January 6, 2003, 08:01 PM
Well, Doctor got back from vacation today and I was there. He listened to the story, poked, pulled and bent; he leaped out of the room and return with a hand full of pill packs and a metal supported wrist brace. Told me it's a tendon, wear this two-three weeks...[quote]and you have my permission to use that hand any way you want while wearing that brace.[/] Well, Mike - I'm gonna try your suggestion - since I can't get a hand around any type of pistol grip. That metal support doesn't let me get a grip.

Ah, yes - into each life a little (insert favorite descriptive) must fall.

Now what do I do? My 18-hour a day carry just got neutered - for a while, and my AR... left-handed? With a bum left eye?

I need a red dot now!

Maybe I'll crawl in the crib and snooze the weeks away - Nah, that won't work - wife'll be all over me, and I'd miss all the fun here and never get to be a "Member".


4v50 Gary
January 6, 2003, 08:45 PM
Good points about ARs and red dots Andy.

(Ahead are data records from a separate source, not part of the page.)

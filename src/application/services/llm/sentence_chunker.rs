//! Sentence chunking for streamed story text
//!
//! Token fragments arrive at arbitrary boundaries. The chunker buffers them
//! and releases text only up to the last completed sentence, so the reader
//! never sees half a word. Everything after the choices marker is held back
//! and parsed into choices once the stream ends.

use super::prompt_builder::CHOICES_MARKER;

const TERMINATORS: &[char] = &['.', '!', '?', '…'];
const CLOSERS: &[char] = &['"', '\'', '»', '”', '’', ')', ']'];
const LIST_MARKERS: &[char] = &['-', '*', '•', '–', '—'];

/// What is left once the stream has ended
#[derive(Debug, Clone, Default, PartialEq)]
pub struct ChunkerTail {
    /// Prose that was never released because no terminator followed it
    pub rest: String,
    /// Choices parsed from the block after the marker
    pub choices: Vec<String>,
}

#[derive(Debug, Default)]
pub struct SentenceChunker {
    prose: String,
    released: usize,
    choices_block: Option<String>,
}

impl SentenceChunker {
    pub fn new() -> Self {
        Self::default()
    }

    /// Feed one fragment; returns the newly completed sentences, if any
    pub fn push(&mut self, fragment: &str) -> Option<String> {
        if let Some(block) = &mut self.choices_block {
            block.push_str(fragment);
            return None;
        }

        self.prose.push_str(fragment);
        if let Some(at) = self.prose.find(CHOICES_MARKER) {
            let block = self.prose[at + CHOICES_MARKER.len()..].to_string();
            self.prose.truncate(at);
            self.choices_block = Some(block);
        }

        let pending = &self.prose[self.released..];
        let end = last_sentence_end(pending)?;
        let chunk = pending[..end].to_string();
        self.released += end;
        Some(chunk)
    }

    pub fn finish(self) -> ChunkerTail {
        let rest = self.prose[self.released..].trim_end().to_string();
        let choices = self
            .choices_block
            .as_deref()
            .map(parse_choices)
            .unwrap_or_default();
        ChunkerTail { rest, choices }
    }
}

/// Byte offset just past the last sentence terminator (and any closing quotes)
fn last_sentence_end(text: &str) -> Option<usize> {
    sentence_ends(text).last().copied()
}

fn sentence_ends(text: &str) -> Vec<usize> {
    let mut ends = Vec::new();
    let mut chars = text.char_indices().peekable();

    while let Some((i, c)) = chars.next() {
        if !TERMINATORS.contains(&c) {
            continue;
        }
        let mut boundary = i + c.len_utf8();
        while let Some(&(j, next)) = chars.peek() {
            if TERMINATORS.contains(&next) || CLOSERS.contains(&next) {
                boundary = j + next.len_utf8();
                chars.next();
            } else {
                break;
            }
        }
        ends.push(boundary);
    }

    ends
}

/// Split released text into sentences, keeping leading whitespace with each
pub fn split_sentences(text: &str) -> Vec<&str> {
    let mut sentences = Vec::new();
    let mut start = 0;
    for end in sentence_ends(text) {
        sentences.push(&text[start..end]);
        start = end;
    }
    if start < text.len() {
        sentences.push(&text[start..]);
    }
    sentences
}

/// One choice per non-empty line, list numbering and bullets removed
pub fn parse_choices(block: &str) -> Vec<String> {
    block
        .lines()
        .map(clean_choice_line)
        .filter(|line| !line.is_empty())
        .collect()
}

fn clean_choice_line(line: &str) -> String {
    let mut line = line.trim();

    let digits = line.len() - line.trim_start_matches(|c: char| c.is_ascii_digit()).len();
    if digits > 0 {
        let after = &line[digits..];
        if let Some(stripped) = after.strip_prefix(&['.', ')'][..]) {
            line = stripped;
        }
    }
    line = line.trim().trim_start_matches(LIST_MARKERS).trim();
    line = line.trim_matches('*').trim();
    line = line
        .trim_matches(|c| c == '"' || c == '«' || c == '»')
        .trim();

    line.to_string()
}

#[cfg(test)]
mod tests {
    use super::*;

    #[test]
    fn test_releases_only_completed_sentences() {
        let mut chunker = SentenceChunker::new();

        assert_eq!(chunker.push("Ночь была "), None);
        assert_eq!(chunker.push("тёмной. Ветер"), Some("Ночь была тёмной.".to_string()));
        assert_eq!(chunker.push(" выл"), None);
        assert_eq!(
            chunker.push(" за окном! Кто"),
            Some(" Ветер выл за окном!".to_string())
        );

        let tail = chunker.finish();
        assert_eq!(tail.rest, " Кто");
        assert!(tail.choices.is_empty());
    }

    #[test]
    fn test_closing_quotes_stay_with_sentence() {
        let mut chunker = SentenceChunker::new();
        assert_eq!(
            chunker.push("«Кто здесь?» — спросила"),
            Some("«Кто здесь?»".to_string())
        );
        assert_eq!(chunker.push(" она…"), Some(" — спросила она…".to_string()));
    }

    #[test]
    fn test_marker_split_across_fragments() {
        let mut chunker = SentenceChunker::new();
        assert_eq!(chunker.push("Дверь открылась. [CHO"), Some("Дверь открылась.".to_string()));
        assert_eq!(chunker.push("ICES]\n1. Войти"), None);
        assert_eq!(chunker.push("\n2. Убежать.\n"), None);

        let tail = chunker.finish();
        assert_eq!(tail.rest, "");
        assert_eq!(tail.choices, vec!["Войти", "Убежать."]);
    }

    #[test]
    fn test_unterminated_prose_before_marker_is_rest() {
        let mut chunker = SentenceChunker::new();
        assert_eq!(chunker.push("Он ждал\n[CHOICES]\n- Ждать"), None);

        let tail = chunker.finish();
        assert_eq!(tail.rest, "Он ждал");
        assert_eq!(tail.choices, vec!["Ждать"]);
    }

    #[test]
    fn test_split_sentences() {
        assert_eq!(
            split_sentences("Тихо. Кто там?! Никого"),
            vec!["Тихо.", " Кто там?!", " Никого"]
        );
        assert!(split_sentences("").is_empty());
    }

    #[test]
    fn test_parse_choices_strips_markers() {
        let block = "\n1) **Открыть сундук**\n2. \"Позвать на помощь\"\n• Уйти\n\n* «Спрятаться»\n";
        assert_eq!(
            parse_choices(block),
            vec!["Открыть сундук", "Позвать на помощь", "Уйти", "Спрятаться"]
        );
    }

    #[test]
    fn test_numbers_inside_choice_are_kept() {
        assert_eq!(parse_choices("3 двери налево"), vec!["3 двери налево"]);
    }
}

Guess as age creeps in, ARs lose their handles irons for red dots. :(

January 6, 2003, 10:28 PM
There's an advantage in learning to do it both ways, even if you don't have a physical problem. It has to do with how the brain works. The right side of the brain controls the left side of the body, etc. etc. When you perform the same task (in mirror image) with both hands, the information on how to do it is stored in multiple locations - making it easier to access.

Get a left-handed holster, then start with the basics (very slowly). Stop often to compare what you're doing left-handed versus what you do right-handed. It should be exactly the same (allowing for any physical differences), only a mirror image.